= Duffin–Kemmer–Petiau algebra =

Algebra generated by the Duffin-Kemmer-Petiau matrices

In mathematical physics, the Duffin–Kemmer–Petiau (DKP) algebra, introduced by R.J. Duffin, Nicholas Kemmer and G. Petiau, is the algebra which is generated by the Duffin–Kemmer–Petiau matrices. These matrices form part of the Duffin–Kemmer–Petiau equation that provides a relativistic description of spin-0 and spin-1 particles.

The DKP algebra is also referred to as the meson algebra.

== Defining relations ==
The Duffin–Kemmer–Petiau matrices have the defining relation
$\beta^{a} \beta^{b} \beta^{c} + \beta^{c} \beta^{b} \beta^{a} = \beta^{a} \eta^{b c} + \beta^{c} \eta^{b a}$
where $\eta^{a b}$ stand for a constant diagonal matrix. The Duffin–Kemmer–Petiau matrices $\beta$ for which $\eta^{a b}$ consists in diagonal elements (+1,-1,...,-1) form part of the Duffin–Kemmer–Petiau equation. Five-dimensional DKP matrices can be represented as:
$$\beta^{0} =
\begin{pmatrix}
0&1&0&0&0\\
1&0&0&0&0\\
0&0&0&0&0\\
0&0&0&0&0\\
0&0&0&0&0
\end{pmatrix}$$, $$\quad
\beta^{1} =
\begin{pmatrix}
0&0&-1&0&0\\
0&0&0&0&0\\
1&0&0&0&0\\
0&0&0&0&0\\
0&0&0&0&0
\end{pmatrix}$$, $$\quad
\beta^{2} =
\begin{pmatrix}
0&0&0&-1&0\\
0&0&0&0&0\\
0&0&0&0&0\\
1&0&0&0&0\\
0&0&0&0&0
\end{pmatrix}$$, $$\quad
\beta^{3} =
\begin{pmatrix}
0&0&0&0&-1\\
0&0&0&0&0\\
0&0&0&0&0\\
0&0&0&0&0\\
1&0&0&0&0
\end{pmatrix}$$
These five-dimensional DKP matrices represent spin-0 particles. The DKP matrices for spin-1 particles are 10-dimensional. The DKP-algebra can be reduced to a direct sum of irreducible subalgebras for spin‐0 and spin‐1 bosons, the subalgebras being defined by multiplication rules for the linearly independent basis elements.

== Duffin–Kemmer–Petiau equation ==
The Duffin–Kemmer–Petiau (DKP) equation, also known as Kemmer equation, is a relativistic wave equation which describes spin-0 and spin-1 particles in the description of the Standard Model. For particles with nonzero mass, the DKP equation is
$(i \hbar \beta^{a} \partial_a - m c) \psi = 0$
where $\beta^{a}$ are Duffin–Kemmer–Petiau matrices, $m$ is the particle's mass, $\psi$ its wavefunction, $\hbar$ the reduced Planck constant, $c$ the speed of light. For massless particles, the term $m c$ is replaced by a singular matrix $\gamma$ that obeys the relations $\beta^{a} \gamma + \gamma \beta^{a} = \beta^{a}$ and $\gamma^2 = \gamma$.
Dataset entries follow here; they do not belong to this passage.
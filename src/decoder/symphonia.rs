// Copyright (C) 2026 Michael Wilson <mike@mdwn.dev>
//
// This program is free software: you can redistribute it and/or modify it under
// the terms of the GNU General Public License as published by the Free Software
// Foundation, version 3.
//
// This program is distributed in the hope that it will be useful, but WITHOUT
// ANY WARRANTY; without even the implied warranty of MERCHANTABILITY or FITNESS
// FOR A PARTICULAR PURPOSE. See the GNU General Public License for more details.
//
// You should have received a copy of the GNU General Public License along with
// this program. If not, see <https://www.gnu.org/licenses/>.
//
use std::fs::File;
use std::io::Cursor;
use std::path::Path;
use std::sync::Arc;

use symphonia::core::audio::{AudioBuffer, AudioBufferRef, Signal};
use symphonia::core::codecs::{DecoderOptions, CODEC_TYPE_NULL};
use symphonia::core::errors::Error as SymphoniaError;
use symphonia::core::formats::{FormatOptions, FormatReader, Packet, SeekMode, SeekTo};
use symphonia::core::io::MediaSourceStream;
use symphonia::core::meta::MetadataOptions;
use symphonia::core::probe::Hint;
use symphonia::core::units::Time;
use symphonia::default::{get_codecs, get_probe};
use tracing::warn;

use super::{Decoder, DecoderError};

/// Shares a compressed payload with symphonia without copying it.
struct SharedBytes(Arc<Vec<u8>>);

impl AsRef<[u8]> for SharedBytes {
    fn as_ref(&self) -> &[u8] {
        self.0.as_slice()
    }
}

/// Decodes compressed audio (Ogg, MP3, FLAC, and anything else symphonia
/// understands) into interleaved 16-bit PCM on demand. Channels beyond the
/// first two are dropped so the output is always mono or stereo.
pub struct SymphoniaDecoder {
    format_reader: Box<dyn FormatReader>,
    decoder: Box<dyn symphonia::core::codecs::Decoder>,
    track_id: u32,
    frequency: u32,
    stereo: bool,
    length_frames: Option<u64>,
    // Decoded bytes from the last packet that did not fit the caller's buffer.
    leftover: Vec<u8>,
    finished: bool,
}

impl SymphoniaDecoder {
    /// Opens a decoder over a file.
    pub fn from_file<P: AsRef<Path>>(path: P) -> Result<Self, DecoderError> {
        let file = File::open(path.as_ref())?;
        let mss = MediaSourceStream::new(Box::new(file), Default::default());

        let mut hint = Hint::new();
        if let Some(extension) = path.as_ref().extension().and_then(|ext| ext.to_str()) {
            hint.with_extension(extension);
        }

        Self::open(mss, hint)
    }

    /// Opens a decoder over an in-memory payload shared with its owner.
    pub fn from_shared_bytes(payload: Arc<Vec<u8>>) -> Result<Self, DecoderError> {
        let mss = MediaSourceStream::new(
            Box::new(Cursor::new(SharedBytes(payload))),
            Default::default(),
        );
        Self::open(mss, Hint::new())
    }

    fn open(mss: MediaSourceStream, hint: Hint) -> Result<Self, DecoderError> {
        let meta_opts: MetadataOptions = Default::default();
        let fmt_opts: FormatOptions = Default::default();
        let probed = get_probe().format(&hint, mss, &fmt_opts, &meta_opts)?;

        let mut format_reader = probed.format;

        // Find the first audio track.
        let track = format_reader
            .tracks()
            .iter()
            .find(|t| t.codec_params.codec != CODEC_TYPE_NULL)
            .ok_or(DecoderError::NoTrack)?;

        let track_id = track.id;
        let params = &track.codec_params;

        let frequency = params
            .sample_rate
            .ok_or(DecoderError::MissingParameter("sample rate"))?;
        let length_frames = params.n_frames;
        let channels = params.channels.map(|c| c.count()).unwrap_or(0);

        let decoder_opts: DecoderOptions = Default::default();
        let mut decoder = get_codecs().make(params, &decoder_opts)?;

        // If the container does not declare a channel count, decode the
        // first audio packet and derive it from the decoded buffer. The
        // decoded bytes become the initial leftover so they are not lost.
        let (channels, leftover) = if channels > 0 {
            (channels, Vec::new())
        } else {
            let mut primed = Vec::new();
            let mut consume = |decoded: AudioBufferRef| Self::buffer_to_pcm(decoded, &mut primed);
            let detected =
                Self::decode_next(format_reader.as_mut(), decoder.as_mut(), track_id, &mut consume)?;
            match detected {
                Some(channels) => (channels, primed),
                None => return Err(DecoderError::MissingParameter("channels")),
            }
        };

        Ok(Self {
            format_reader,
            decoder,
            track_id,
            frequency,
            stereo: channels >= 2,
            length_frames,
            leftover,
            finished: false,
        })
    }

    /// Duration of the stream in seconds, when the container declares it.
    pub fn length_seconds(&self) -> Option<f32> {
        self.length_frames
            .map(|frames| frames as f32 / self.frequency as f32)
    }

    /// Reads the next packet, mapping the usual end-of-stream errors to None.
    /// ResetRequired is surfaced so the caller can reset the decoder.
    fn read_next_packet(
        format_reader: &mut dyn FormatReader,
    ) -> Result<Option<Packet>, SymphoniaError> {
        match format_reader.next_packet() {
            Ok(packet) => Ok(Some(packet)),
            Err(SymphoniaError::ResetRequired) => Err(SymphoniaError::ResetRequired),
            Err(SymphoniaError::IoError(e)) if e.kind() == std::io::ErrorKind::UnexpectedEof => {
                Ok(None)
            }
            // Some decoders return DecodeError at EOF instead of IoError.
            Err(SymphoniaError::DecodeError(_)) => Ok(None),
            Err(e) => Err(e),
        }
    }

    /// Decodes packets for our track until `consume` observes one with audio
    /// in it, returning the channel count seen, or None at end of stream.
    fn decode_next(
        format_reader: &mut dyn FormatReader,
        decoder: &mut dyn symphonia::core::codecs::Decoder,
        track_id: u32,
        consume: &mut dyn FnMut(AudioBufferRef) -> usize,
    ) -> Result<Option<usize>, DecoderError> {
        loop {
            let packet = match Self::read_next_packet(format_reader) {
                Ok(Some(packet)) => packet,
                Ok(None) => return Ok(None),
                Err(SymphoniaError::ResetRequired) => {
                    decoder.reset();
                    continue;
                }
                Err(e) => return Err(e.into()),
            };
            if packet.track_id() != track_id {
                continue;
            }
            let decoded = match decoder.decode(&packet) {
                Ok(decoded) => decoded,
                Err(SymphoniaError::ResetRequired) => {
                    decoder.reset();
                    decoder.decode(&packet)?
                }
                Err(e) => return Err(e.into()),
            };
            let channels = consume(decoded);
            if channels > 0 {
                return Ok(Some(channels));
            }
        }
    }

    /// Appends a decoded buffer to `out` as interleaved little-endian 16-bit
    /// PCM, folded to at most two channels. Returns the observed channel
    /// count (0 for an empty buffer).
    fn buffer_to_pcm(decoded: AudioBufferRef, out: &mut Vec<u8>) -> usize {
        match decoded {
            AudioBufferRef::F32(buf) => Self::interleave(&buf, |s| Self::scale_f32(s), out),
            AudioBufferRef::F64(buf) => Self::interleave(&buf, |s| Self::scale_f32(s as f32), out),
            AudioBufferRef::S8(buf) => Self::interleave(&buf, |s| (s as i16) << 8, out),
            AudioBufferRef::S16(buf) => Self::interleave(&buf, |s| s, out),
            AudioBufferRef::S24(buf) => Self::interleave(&buf, |s| (s.inner() >> 8) as i16, out),
            AudioBufferRef::S32(buf) => Self::interleave(&buf, |s| (s >> 16) as i16, out),
            AudioBufferRef::U8(buf) => Self::interleave(&buf, |s| ((s as i16) - 128) << 8, out),
            AudioBufferRef::U16(buf) => Self::interleave(&buf, |s| (s as i32 - 32768) as i16, out),
            AudioBufferRef::U24(buf) => {
                Self::interleave(&buf, |s| ((s.inner() as i32 - (1 << 23)) >> 8) as i16, out)
            }
            AudioBufferRef::U32(buf) => {
                Self::interleave(&buf, |s| ((s as i64 - (1i64 << 31)) >> 16) as i16, out)
            }
        }
    }

    #[inline]
    fn scale_f32(sample: f32) -> i16 {
        (sample.clamp(-1.0, 1.0) * i16::MAX as f32) as i16
    }

    /// Interleaves planar samples into `out` as little-endian bytes, keeping
    /// at most the first two channels.
    fn interleave<T, F>(buf: &AudioBuffer<T>, convert: F, out: &mut Vec<u8>) -> usize
    where
        T: symphonia::core::sample::Sample,
        F: Fn(T) -> i16,
    {
        let frames = buf.frames();
        let channels = buf.spec().channels.count();
        let take = channels.min(2);
        let planes = buf.planes();
        out.reserve(frames * take * 2);
        for frame_idx in 0..frames {
            for plane in planes.planes().iter().take(take) {
                out.extend_from_slice(&convert(plane[frame_idx]).to_le_bytes());
            }
        }
        if frames == 0 {
            0
        } else {
            channels
        }
    }
}

impl Decoder for SymphoniaDecoder {
    fn read(&mut self, buffer: &mut [u8]) -> usize {
        let mut written = 0;

        // Serve leftovers from the previous read first.
        if !self.leftover.is_empty() {
            let take = buffer.len().min(self.leftover.len());
            buffer[..take].copy_from_slice(&self.leftover[..take]);
            self.leftover.drain(..take);
            written += take;
        }

        while written < buffer.len() && !self.finished {
            let mut pcm = Vec::new();
            let decoded = Self::decode_next(
                self.format_reader.as_mut(),
                self.decoder.as_mut(),
                self.track_id,
                &mut |decoded| Self::buffer_to_pcm(decoded, &mut pcm),
            );
            match decoded {
                Ok(Some(_)) => {
                    let take = (buffer.len() - written).min(pcm.len());
                    buffer[written..written + take].copy_from_slice(&pcm[..take]);
                    written += take;
                    if take < pcm.len() {
                        self.leftover.extend_from_slice(&pcm[take..]);
                    }
                }
                Ok(None) => {
                    self.finished = true;
                }
                Err(e) => {
                    // Mid-stream decode failures end the stream; the caller
                    // zero-fills whatever is missing.
                    warn!(error = %e, "Decoder failed mid-stream, ending playback.");
                    self.finished = true;
                }
            }
        }

        written
    }

    fn frequency(&self) -> u32 {
        self.frequency
    }

    fn sample_size(&self) -> u32 {
        2
    }

    fn is_stereo(&self) -> bool {
        self.stereo
    }

    fn seek(&mut self, frame: u64) -> bool {
        let time = Time::from(frame as f64 / self.frequency as f64);
        let seek_to = SeekTo::Time {
            time,
            track_id: Some(self.track_id),
        };
        match self.format_reader.seek(SeekMode::Accurate, seek_to) {
            Ok(_) => {
                self.decoder.reset();
                self.leftover.clear();
                self.finished = false;
                true
            }
            Err(e) => {
                warn!(error = %e, frame, "Decoder seek failed, ignoring.");
                false
            }
        }
    }
}

#[cfg(test)]
mod tests {
    use super::*;

    // Symphonia reads WAV as well, which gives the tests a payload with
    // exactly known PCM contents.
    fn wav_payload(samples: &[i16], channels: u16, sample_rate: u32) -> Arc<Vec<u8>> {
        let mut bytes = Cursor::new(Vec::new());
        let mut writer = hound::WavWriter::new(
            &mut bytes,
            hound::WavSpec {
                channels,
                sample_rate,
                bits_per_sample: 16,
                sample_format: hound::SampleFormat::Int,
            },
        )
        .unwrap();
        for sample in samples {
            writer.write_sample(*sample).unwrap();
        }
        writer.finalize().unwrap();
        Arc::new(bytes.into_inner())
    }

    fn as_i16(bytes: &[u8]) -> Vec<i16> {
        bytes
            .chunks_exact(2)
            .map(|pair| i16::from_le_bytes([pair[0], pair[1]]))
            .collect()
    }

    #[test]
    fn test_decode_mono() {
        let payload = wav_payload(&[0, 1000, 2000, 3000, 4000, 5000], 1, 22050);
        let mut decoder = SymphoniaDecoder::from_shared_bytes(payload).unwrap();

        assert_eq!(decoder.frequency(), 22050);
        assert_eq!(decoder.sample_size(), 2);
        assert!(!decoder.is_stereo());
        assert_eq!(decoder.frame_size(), 2);
        assert_eq!(decoder.length_seconds(), Some(6.0 / 22050.0));

        let mut buffer = vec![0u8; 64];
        let read = decoder.read(&mut buffer);
        assert_eq!(read, 12);
        assert_eq!(as_i16(&buffer[..read]), vec![0, 1000, 2000, 3000, 4000, 5000]);

        // Exhausted stream keeps returning nothing.
        assert_eq!(decoder.read(&mut buffer), 0);
    }

    #[test]
    fn test_decode_stereo() {
        let payload = wav_payload(&[1, -1, 2, -2, 3, -3], 2, 44100);
        let mut decoder = SymphoniaDecoder::from_shared_bytes(payload).unwrap();

        assert!(decoder.is_stereo());
        assert_eq!(decoder.frame_size(), 4);

        let mut buffer = vec![0u8; 64];
        let read = decoder.read(&mut buffer);
        assert_eq!(read, 12);
        assert_eq!(as_i16(&buffer[..read]), vec![1, -1, 2, -2, 3, -3]);
    }

    #[test]
    fn test_short_reads_carry_leftover() {
        let payload = wav_payload(&[10, 20, 30, 40], 1, 44100);
        let mut decoder = SymphoniaDecoder::from_shared_bytes(payload).unwrap();

        // Pull two bytes at a time; packet excess must survive in between.
        let mut collected = Vec::new();
        loop {
            let mut chunk = [0u8; 2];
            let read = decoder.read(&mut chunk);
            if read == 0 {
                break;
            }
            collected.extend_from_slice(&chunk[..read]);
        }
        assert_eq!(as_i16(&collected), vec![10, 20, 30, 40]);
    }

    #[test]
    fn test_seek() {
        // One full second of filler, then markers. Seeking to a whole-second
        // boundary keeps the time-to-frame conversion exact.
        let mut samples = vec![7i16; 44100];
        samples.extend_from_slice(&[1111, 2222, 3333, 4444]);
        let payload = wav_payload(&samples, 1, 44100);
        let mut decoder = SymphoniaDecoder::from_shared_bytes(payload).unwrap();

        let mut buffer = vec![0u8; 4];
        decoder.read(&mut buffer);

        assert!(decoder.seek(44100));
        let mut rest = vec![0u8; 8];
        let read = decoder.read(&mut rest);
        assert_eq!(read, 8);
        assert_eq!(as_i16(&rest), vec![1111, 2222, 3333, 4444]);
    }

    #[test]
    fn test_rejects_garbage() {
        let payload = Arc::new(vec![0u8; 64]);
        assert!(SymphoniaDecoder::from_shared_bytes(payload).is_err());
    }
}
The DKP equation for spin-0 is closely linked to the Klein–Gordon equation and the equation for spin-1 to the Proca equations. It suffers the same drawback as the Klein–Gordon equation in that it calls for negative probabilities. Also the De Donder–Weyl covariant Hamiltonian field equations can be formulated in terms of DKP matrices.

== History ==
The Duffin–Kemmer–Petiau algebra was introduced in the 1930s by R.J. Duffin, N. Kemmer and G. Petiau.